An unusual feature in the park during the 19th century was the skeleton of a 18 m sperm whale erected on ironwork. The bull whale had been stranded in 1825 on the shore at nearby Tunstall and was carefully dissected and studied by James Alderson, a celebrated Hull surgeon. The whale skeleton was brought to Burton Constable, since as Lord Paramount of the Seigniory of Holderness, Sir Clifford was entitled to anything of interest that washed up on the foreshore. This famous whale also came to the attention of Herman Melville, who published his masterpiece Moby-Dick in 1851: "at a place in Yorkshire, England, Burton Constable by name, a certain Sir Clifford Constable has in his possession the skeleton of a Sperm Whale ... Sir Clifford's whale has been articulated throughout; so that like a great chest of drawers, you can open and shut him, in all his long cavities—spread out his ribs like a gigantic fan—and swing all day upon his lower jaw.

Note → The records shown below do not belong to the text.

//! Notifier (ambient, spec §9 Design Notes).
//!
//! Generalizes the teacher's per-opportunity `Monitor` (profit/loss stats,
//! Telegram alerts keyed to one arbitrage contract) into a job-lifecycle
//! notifier: completion/failure alerts plus a running counters snapshot,
//! using the same `reqwest` Telegram bot API call the teacher makes.

use std::sync::atomic::{AtomicU64, Ordering};
use tokio::sync::RwLock;
use tracing::{info, warn};

#[derive(Debug, Clone, Default)]
pub struct EngineStats {
    pub jobs_started: u64,
    pub jobs_completed: u64,
    pub jobs_failed: u64,
    pub start_time: Option<std::time::Instant>,
}

pub struct Notifier {
    started: AtomicU64,
    completed: AtomicU64,
    failed: AtomicU64,
    start_time: std::time::Instant,
    telegram_bot_token: Option<String>,
    telegram_chat_id: Option<String>,
    http_client: reqwest::Client,
}

impl Notifier {
    pub fn new(telegram_bot_token: Option<String>, telegram_chat_id: Option<String>) -> Self {
        Self {
            started: AtomicU64::new(0),
            completed: AtomicU64::new(0),
            failed: AtomicU64::new(0),
            start_time: std::time::Instant::now(),
            telegram_bot_token,
            telegram_chat_id,
            http_client: reqwest::Client::new(),
        }
    }

    pub fn record_started(&self) {
        self.started.fetch_add(1, Ordering::Relaxed);
    }

    pub async fn notify_job_completed(&self, job_id: i64, done: i64, failed: i64) {
        self.completed.fetch_add(1, Ordering::Relaxed);
        info!("job #{} completed ({} done, {} failed)", job_id, done, failed);
    }

    pub async fn notify_job_failed(&self, job_id: i64, reason: String) {
        self.failed.fetch_add(1, Ordering::Relaxed);
        let msg = format!("job #{} failed: {}", job_id, reason);
        warn!("{}", msg);
        self.send_telegram(&msg).await;
    }

    /// Alerts on systemic conditions the engine detects outside any single
    /// job - e.g. the RPC pool entering degraded mode.
    pub async fn notify_systemic(&self, message: &str) {
        warn!("systemic alert: {}", message);
        self.send_telegram(&format!("⚠️ {message}")).await;
    }

    pub fn stats(&self) -> EngineStats {
        EngineStats {
            jobs_started: self.started.load(Ordering::Relaxed),
            jobs_completed: self.completed.load(Ordering::Relaxed),
            jobs_failed: self.failed.load(Ordering::Relaxed),
            start_time: Some(self.start_time),
        }
    }

    async fn send_telegram(&self, message: &str) {
        if let (Some(token), Some(chat_id)) = (&self.telegram_bot_token, &self.telegram_chat_id) {
            let url = format!("https://api.telegram.org/bot{token}/sendMessage");
            let params = serde_json::json!({
                "chat_id": chat_id,
                "text": message,
                "parse_mode": "HTML"
            });

            if let Err(e) = self.http_client.post(&url).json(&params).send().await {
                warn!("failed to send Telegram alert: {:?}", e);
            }
        }
    }

    pub async fn send_startup_message(&self) {
        let msg = "job engine started";
        info!("{}", msg);
        self.send_telegram(msg).await;
    }
}

#[cfg(test)]
mod tests {
    use super::*;

    #[test]
    fn stats_start_at_zero() {
        let notifier = Notifier::new(None, None);
        let stats = notifier.stats();
        assert_eq!(stats.jobs_started, 0);
        assert_eq!(stats.jobs_completed, 0);
        assert_eq!(stats.jobs_failed, 0);
    }
}
//! Error taxonomy for the job engine.
//!
//! Each component has its own error enum; all convert into [`EngineError`]
//! via `#[from]` so executors can propagate with `?` while still recording
//! a semantic reason (spec §7) rather than a raw transport error.

use ethers::types::H256;
use thiserror::Error;

#[derive(Debug, Error)]
pub enum RpcError {
    #[error("no healthy RPC endpoint available")]
    NoHealthyEndpoint,
    #[error("transport error: {0}")]
    Transport(String),
    #[error("json-rpc application error: {0}")]
    Application(String),
}

#[derive(Debug, Error)]
pub enum NonceError {
    #[error("signer {0:?} has no reserved ticket to complete")]
    NoReservedTicket(ethers::types::Address),
    #[error("ticket already finalized")]
    AlreadyFinalized,
}

/// Typed reasons surfaced by the builder/sender (spec §4.3).
#[derive(Debug, Error, Clone)]
pub enum BuildError {
    #[error("insufficient balance for transfer")]
    InsufficientBalance,
    #[error("insufficient allowance for spender")]
    InsufficientAllowance,
    #[error("simulation reverted: {0}")]
    SimulationReverted(String),
    #[error("gas price underpriced relative to network")]
    Underpriced,
    #[error("nonce too low")]
    NonceTooLow,
    #[error("nonce too high")]
    NonceTooHigh,
    #[error("transient network error: {0}")]
    NetworkTransient(String),
    #[error("transaction rejected: {0}")]
    Rejected(String),
}

impl BuildError {
    /// `true` if the nonce must be resynced before the arbiter issues another ticket.
    pub fn is_nonce_drift(&self) -> bool {
        matches!(self, BuildError::NonceTooLow | BuildError::NonceTooHigh)
    }
}

#[derive(Debug, Error)]
pub enum StoreError {
    #[error("sqlx error: {0}")]
    Sqlx(#[from] sqlx::Error),
    #[error("migration error: {0}")]
    Migrate(#[from] sqlx::migrate::MigrateError),
    #[error("duplicate tx_hash: {0:?}")]
    DuplicateTxHash(H256),
    #[error("job {0} not found")]
    JobNotFound(i64),
}

#[derive(Debug, Error)]
pub enum EngineError {
    #[error(transparent)]
    Rpc(#[from] RpcError),
    #[error(transparent)]
    Nonce(#[from] NonceError),
    #[error(transparent)]
    Build(#[from] BuildError),
    #[error(transparent)]
    Store(#[from] StoreError),
    #[error("configuration error: {0}")]
    Config(String),
    #[error("keystore error: {0}")]
    Keystore(String),
    #[error("job rejected at submission: {0}")]
    JobRejected(String),
    #[error("aborted after {0} consecutive item failures")]
    ConsecutiveFailures(u32),
}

Locks are to be put upon some of his trap doors and shutters; and a footman will show round future visitors with a bunch of keys at his side. Sir Clifford thinks of charging twopence for a peep at the whispering gallery in the spinal column; threepence to hear the echo in the hollow of his cerebellum; and sixpence for the unrivalled view from his forehead."

The whale skeleton can still be seen at Burton Constable Hall, in the Great Barn.